* **What is required**
Quote the listing below word for word, stopping after the line that contains "round-robin order and".

-*-

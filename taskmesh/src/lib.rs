//! `taskmesh` is the coordination layer of a primary/backup task orchestrator. One node is the
//! active coordinator: it accepts tasks, hands them to connected workers in round-robin order and
//! pushes its task table to every standby. Standbys watch the active node and elect a replacement
//! when it stops answering.
//!
//! ### Components
//! - [`LogicalClock`](crate::core::LogicalClock): Lamport timestamps on every bus message and
//!   every task.
//! - [`GroupBus`](crate::core::GroupBus): best-effort broadcast among coordinators, dispatching
//!   typed [`BusMsg`](crate::core::BusMsg) values by kind. It runs over UDP multicast in
//!   production and over an in-process [`LocalHub`](crate::testkit::LocalHub) in tests.
//! - [`FailureDetector`](crate::cluster::FailureDetector): timeout-based heartbeats, used twice:
//!   active node to workers, and standby to active node.
//! - [`LeadershipCoordinator`](crate::cluster::LeadershipCoordinator): the
//!   standby/electing/active state machine. Lower ballot priority wins.
//! - [`WorkDistributor`](crate::tasks::WorkDistributor): the task table, the worker set and the
//!   persisted rotation cursor.
//! - [`StateReplicator`](crate::cluster::StateReplicator): periodic and on-mutation full-state
//!   pushes, validated and kept as a local replica on standbys.
//! - [`SnapshotCoordinator`](crate::cluster::SnapshotCoordinator): Chandy-Lamport snapshots
//!   over the bus, written one file per node per snapshot.
//!
//! [`Orchestrator`](crate::node::Orchestrator) wires all of them together.
//!
//! ### Running a Node
//! ```ignore
//! let config = OrchestratorConfig::from_file("orchestrator.json")?;
//! let group = config.bus.group_v4()?;
//! let transport = MulticastTransport::bind(group, config.bus.interface, config.bus.max_datagram)?;
//! let node = Orchestrator::new(config, Arc::new(transport));
//! node.start().await?;
//! let task = node.submit("resize images", "bucket 7")?;
//! ```
//!
//! ### Failover
//! A backup registers the configured primary with its primary detector and sends
//! `BACKUP_HEARTBEAT` over the bus. When the primary misses heartbeats for longer than the
//! detector timeout, the backup broadcasts its ballot and waits out the settle window. If no
//! better ballot shows up it becomes active, then:
//! 1. stops watching the old primary,
//! 2. binds the worker listener,
//! 3. loads the last replicated task table and restores the rotation cursor,
//! 4. announces itself with `NOVO_ORQUESTRADOR_PRINCIPAL` and `NOVO_LIDER_CONFIRMADO`.
//!
//! Steps that fail are retried by the periodic health check.
//!
//! ### Logging
//! Every module declares a `LOG_LEVEL` floor and logs through the crate's `trace!` ... `error!`
//! macros, which forward to [`tracing`]. Install a subscriber with
//! [`init_logging`](crate::testkit::init_logging) or bring your own.

pub mod cluster;
pub mod config;
pub mod core;
pub mod error;
pub mod node;
pub mod tasks;
pub mod testkit;

#[rustfmt::skip]
pub use {
  config::OrchestratorConfig,
  error::TaskmeshError,
  node::NodeStats,
  node::Orchestrator,
};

-*-

* **Answer area**
filename taskmesh/src/lib.rs
//! `taskmesh` is the coordination layer of a primary/backup task orchestrator. One node is the
//! active coordinator: it accepts tasks, hands them to connected workers in round-robin order and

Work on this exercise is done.